Temat: ŻABEŁ TROJAńSKI - Blaski i cienie pracy za granicą
Maria T.:
Nie chciałabym, by promowano na tym forum konkretne książki. Andrzeju, powstrzyzmaj się od takich wątków:)
To może przestańcie wreszcie pisać o takich "niekonkretnych" książkach jak "Harry Potter", a z zupełnie nieznanych i raczej niskich lotów "Wiersze ojca Rydzyka".
A poważnie to rozumiałem, że każde wydarzenie literackie może zagościć w twoich "Wiadomościach literackich", a za takie uważam wydanie nowej, jak się wydaje ciekawej książki. Jeśli uważasz, że nie należy się minimalne miejsce pozycjom debiutantów i jeszcze nieznanych pozycji to wydaje mi się, że to nie jest w porządku i w sumie ze szkodą dla Twoich czytelników. Wszak każdy kiedyś zaczynał i znalazł tych swoich pierwszych odkrywców. A każda nowa ksiażka to szansa na świezy powiew, nieodzowny by życie literackie kwitło.
Dziewczyna, której autor "Żabła trojańskiego" wysłał książkę jeszcze w postaci elektronicznej nie miała żadnych oporów przed przeczytaniem jej, napisaniem wspaniałej recenzji i upublicznieniem jej nie tylko na wspomnianym portalu ale i kilku innych tylko dlatego, że uznała ksiażkę za wartościową. Teraz zgodziła się też na przedpremierowe umieszczenie fragmentów recenzji na okładce. Jej recenzja bowiem świetnie przybliża potencjalnemu czytelnikowi zawartość ksiażki.
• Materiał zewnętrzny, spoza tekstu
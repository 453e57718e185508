//! Rendering.
//!
//! Pure function of `&RootState` and `&Theme`: nothing here mutates state or
//! decides anything. Layout:
//!
//! ```text
//! +-----------+------------------------+
//! | subjects  | schema / draft editor  |   1/3 : 2/3
//! +-----------+------------------------+
//! | status line                        |
//! | key hints                          |
//! +------------------------------------+
//! ```
//!
//! Consuming, Save-draft and Load-draft take over the whole content area.

use chrono::{DateTime, Local};
use ratatui::{
    layout::{Constraint, Layout, Position, Rect},
    style::Style,
    text::{Line, Span, Text},
    widgets::{Block, Borders, List, ListItem, ListState, Paragraph, Wrap},
    Frame,
};
use tui_input::Input;

use crate::core::state::{
    ConsumePhase, ConsumeState, DraftField, DraftState, LoadDraftState, Mode, Pane, RootState,
    SaveDraftState, SchemaContext,
};
use crate::ui::keymap;
use crate::ui::theme::{Theme, UiGroup};

pub fn draw(frame: &mut Frame<'_>, state: &RootState, theme: &Theme) {
    let [content, status, help] = Layout::vertical([
        Constraint::Fill(1),
        Constraint::Length(1),
        Constraint::Length(1),
    ])
    .areas(frame.area());

    match &state.mode {
        Mode::Consuming(consume) => draw_consume(frame, content, state, consume, theme),
        Mode::SaveDraft(form) => draw_save(frame, content, form, theme),
        Mode::LoadDraft(form) => draw_load(frame, content, form, theme),
        _ => {
            let [list, viewer] =
                Layout::horizontal([Constraint::Ratio(1, 3), Constraint::Ratio(2, 3)]).areas(content);
            draw_subjects(frame, list, state, theme);
            draw_viewer(frame, viewer, state, theme);
        }
    }

    draw_status(frame, status, state, theme);
    draw_help(frame, help, state, theme);
}

fn block<'a>(title: impl Into<Line<'a>>, focused: bool, theme: &Theme) -> Block<'a> {
    let border = if focused {
        UiGroup::BorderFocused
    } else {
        UiGroup::Border
    };
    Block::default()
        .borders(Borders::ALL)
        .border_style(theme.style(border))
        .title(title)
        .title_style(theme.style(UiGroup::Title))
}

fn draw_subjects(frame: &mut Frame<'_>, area: Rect, state: &RootState, theme: &Theme) {
    let browser = &state.subjects;
    let visible = browser.visible();
    let focused = state.pane == Pane::List && !state.mode.is_exclusive();
    let title = format!(" Subjects {}/{} ", visible.len(), browser.total());
    let outer = block(title, focused || matches!(state.mode, Mode::Searching(_)), theme);
    let inner = outer.inner(area);
    frame.render_widget(outer, area);

    let (filter_area, list_area) = if matches!(state.mode, Mode::Searching(_)) || !browser.query().is_empty() {
        let [f, l] = Layout::vertical([Constraint::Length(1), Constraint::Fill(1)]).areas(inner);
        (Some(f), l)
    } else {
        (None, inner)
    };

    if let Some(filter_area) = filter_area {
        match &state.mode {
            Mode::Searching(search) => draw_input(frame, filter_area, "/", &search.input, true, theme),
            _ => frame.render_widget(
                Paragraph::new(Line::from(vec![
                    Span::styled("/", theme.style(UiGroup::KeyHint)),
                    Span::styled(browser.query().to_string(), theme.style(UiGroup::Dimmed)),
                ])),
                filter_area,
            ),
        }
    }

    if !browser.loaded {
        frame.render_widget(
            Paragraph::new("loading…").style(theme.style(UiGroup::Dimmed)),
            list_area,
        );
        return;
    }
    if visible.is_empty() {
        let msg = if browser.total() == 0 {
            "no subjects"
        } else {
            "no match"
        };
        frame.render_widget(Paragraph::new(msg).style(theme.style(UiGroup::Dimmed)), list_area);
        return;
    }

    let items: Vec<ListItem> = visible.iter().map(|s| ListItem::new(s.to_string())).collect();
    let list = List::new(items)
        .style(theme.style(UiGroup::Text))
        .highlight_style(theme.style(UiGroup::Selected))
        .highlight_symbol("▸ ");
    let mut list_state = ListState::default().with_selected(Some(browser.selected_index()));
    frame.render_stateful_widget(list, list_area, &mut list_state);
}
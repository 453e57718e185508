use paths::PathContext;
use std::marker::PhantomData;
use tracing_subscriber::{
    EnvFilter, Layer, filter::LevelFilter, fmt, layer::SubscriberExt, util::SubscriberInitExt,
};

pub type BoxError = Box<dyn std::error::Error + Send + Sync + 'static>;

/// Application infrastructure context.
///
/// Contains path management, version info, and logging infrastructure.
pub struct AppContext {
    pub path_context: PathContext,
    pub version: &'static str,
    /// The log guard must be kept alive for the duration of the application
    /// to ensure log messages are properly flushed.
    _log_guard: tracing_appender::non_blocking::WorkerGuard,
}

impl AppContext {
    pub fn app_id(&self) -> &str {
        self.path_context.app_id()
    }

    pub fn version(&self) -> &'static str {
        self.version
    }

    pub fn path_context(&self) -> &PathContext {
        &self.path_context
    }
}

/// Application metadata trait.
///
/// Define your application's identity by implementing this trait.
pub trait Application: Sized + 'static {
    const APP_ID: &'static str;
}

/// Builder for creating applications with proper initialization.
pub struct AppBuilder<A: Application> {
    context: AppContext,
    _marker: PhantomData<A>,
}

impl<A: Application> AppBuilder<A> {
    /// Create a new application builder.
    ///
    /// This performs all the common initialization:
    /// - Sets up path context (platform-specific directories)
    /// - Initializes file logging
    /// - Ensures all directories exist
    ///
    /// Terminal applications own stdout, so there is no console layer.
    /// `RUST_LOG` replaces the default level filter when set.
    pub fn new(version: &'static str) -> Result<Self, BoxError> {
        let path_context = PathContext::new(A::APP_ID);
        Self::with_path_context(path_context, version)
    }

    /// Same as [`AppBuilder::new`] with a caller-provided path context.
    pub fn with_path_context(
        path_context: PathContext,
        version: &'static str,
    ) -> Result<Self, BoxError> {
        path_context.ensure_directories()?;

        // Get log file path and split into directory + filename
        let log_file_path = path_context.log_file_now();
        let log_dir = log_file_path
            .parent()
            .ok_or("log file path has no parent directory")?;
        let log_filename = log_file_path
            .file_name()
            .ok_or("log file path has no file name")?;

        let file_appender = tracing_appender::rolling::never(log_dir, log_filename);
        let (non_blocking, guard) = tracing_appender::non_blocking(file_appender);

        #[cfg(debug_assertions)]
        let level = LevelFilter::INFO;

        #[cfg(not(debug_assertions))]
        let level = LevelFilter::WARN;

        let filter = EnvFilter::builder()
            .with_default_directive(level.into())
            .from_env_lossy();

        let file_layer = fmt::Layer::default()
            .with_target(true)
            .with_ansi(false)
            .with_file(true)
            .with_line_number(true)
            .with_writer(non_blocking)
            .with_filter(filter);

        tracing_subscriber::registry()
            .with(file_layer)
            .with(tracing_error::ErrorLayer::default())
            .try_init()?;

        tracing::info!(
            app = A::APP_ID,
            version,
            base = %path_context.base_path().display(),
            "logging initialised"
        );

        Ok(Self {
            context: AppContext {
                path_context,
                version,
                _log_guard: guard,
            },
            _marker: PhantomData,
        })
    }

    /// Build the application context.
    pub fn build(self) -> AppContext {
        self.context
    }
}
Tobie wysłałem kiedyś egzemplarz ksiażki "Kain" już wydanej i powstałej wśród młodzieży, która entuzjazmuje się pisaniem nie blogów ale kompletnych opowiadań w różnych konwencjach literackich a nawet językach obcych. Uznałaś, że Twoja opinia wygłoszona za pośrednictwem prywatnego komunikatu jest wystarczającą "nagrodą" za ten nasz wspólny wysiłek i nie tylko "Kain" ale w ogóle cały ten zbiorowy wysiłek wokół tworzenia literatury nie zasługuje na wzmiankę w obfitującym w tylko "poważne" informacje "Wiadomościach literackich".
W sumie przykro mi to wszystko pisać, bo przyznaję, że Twoje "Wiadomości literackie" zainspirowały mnie do utworzenia na
http://opow.pl "Wieści literackich". To był strzał w dziesiątkę, bo te "dzieciaki"(gdzieś między 11 a 30, średnia 18 lat) nie tylko lubią tworzyć, ale przede wszystkim czytać. I podobnie jak recenzent literacki pewnego znanego tygodnika muszą w drugiej połowie miesiąca omijać ten przybytek z daleka. Po kilku wydaniach kiedy cytowaliśmy również i twoje wiadomości(z podaniem źródła) znalazł się redaktor, który zamieszcza własne informacje jednak zazwyczaj o konkretnych nowościach literackich, a od czasu do czasu nawet taki rodzaj essejów literackich.